The heavy ritual that goes with the Olympics can make it seem like a religious rite, but China’s secular leaders take it more seriously than that.
So national pride took a severe blow last week when the International Olympic Committee stripped China of a medal for the very first time.
It turns out that Dong Fangxiao was just 14 years old when she helped the Chinese women’s gymnastics squad win the team bronze in the 2000 Sydney games, two years younger than the minimum age allowed. The decision has been all but inevitable since February, when the International Federation of Gymnastics compared Dong’s ‘official’ birthday with the one she gave when working as a technical official at the 2008 Beijing Olympics.
Oops. An embarrassing slip but not a revelation that will come as a particular surprise to some of the more jaundiced observers of the Chinese state’s sporting machine.

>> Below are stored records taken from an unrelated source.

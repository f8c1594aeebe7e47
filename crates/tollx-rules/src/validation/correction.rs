use tollx_types::keys::MAX_CORRECTION_SEQ;
use tollx_types::{CorrectionReason, Correction, RecordType};

use super::checks::{code, distinct_parties, identifier, in_range, money, require, require_some};
use super::Validate;
use crate::error::{RuleError, RuleResult};

impl Validate for Correction {
    fn required(&self) -> RuleResult<()> {
        require("originalChargeID", &self.original_charge_id)?;
        require("awayAgencyID", &self.away_agency_id)?;
        require("homeAgencyID", &self.home_agency_id)?;
        require("recordType", &self.record_type)?;
        require("correctionReason", &self.correction_reason)?;
        require_some("amount", &self.amount)
    }

    fn enumerations(&self) -> RuleResult<()> {
        let record_type: RecordType = code("recordType", &self.record_type)?;
        if !record_type.adjustment {
            return Err(RuleError::validation(
                "recordType",
                format!("correction requires an adjustment code, got {record_type}"),
            ));
        }
        code::<CorrectionReason>("correctionReason", &self.correction_reason)?;
        Ok(())
    }

    fn ranges(&self) -> RuleResult<()> {
        identifier("originalChargeID", &self.original_charge_id)?;
        identifier("awayAgencyID", &self.away_agency_id)?;
        identifier("homeAgencyID", &self.home_agency_id)?;
        in_range("correctionSeqNo", self.correction_seq_no, 1..=MAX_CORRECTION_SEQ)?;
        in_range("vehicleClass", self.vehicle_class, 0..=99)?;
        if let Some(amount) = self.amount {
            money("amount", amount)?;
        }
        money("fee", self.fee)
    }

    fn cross_field(&self) -> RuleResult<()> {
        distinct_parties(
            "awayAgencyID",
            &self.away_agency_id,
            "homeAgencyID",
            &self.home_agency_id,
        )?;
        if self.amount.is_some_and(|amount| self.fee > amount) {
            return Err(RuleError::validation("fee", "fee must not exceed amount"));
        }
        Ok(())
    }

    fn conditional(&self) -> RuleResult<()> {
        let reason = self.correction_reason.parse::<CorrectionReason>();
        if matches!(reason, Ok(r) if r.requires_detail()) {
            require("reasonDetail", &self.reason_detail)?;
        }
        Ok(())
    }
}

The country’s gymnastics authority has long denied accusations that it fields underage athletes, and as recently as March still maintained there was “not sufficient evidence” against Dong. It now says it will respect the IOC’s decision.
Ceremony is traditionally important in communist countries, and 30 years of ‘reform and opening’ hasn’t changed that in China. The Olympics carry a special significance, however, in serving as a means of uniting the country in sport, as well as a kind of subtle diplomacy with international rivals. The subtext from the last Olympics: we won the most medals so we’re once again a power to be reckoned with.
One of the casualties of that drive to succeed in Sydney was the US gymnastics team – though it has now received the bronze it deserved. And Dong herself, just a child at the time, will have to live with the damage to her own reputation.
Newspaper reports have levelled similar allegations against several Chinese athletes who participated in the 2008 Beijing games, but no others have been declared underage so far.
© ChinTell Ltd. All rights reserved.
Exclusively sponsored by HSBC.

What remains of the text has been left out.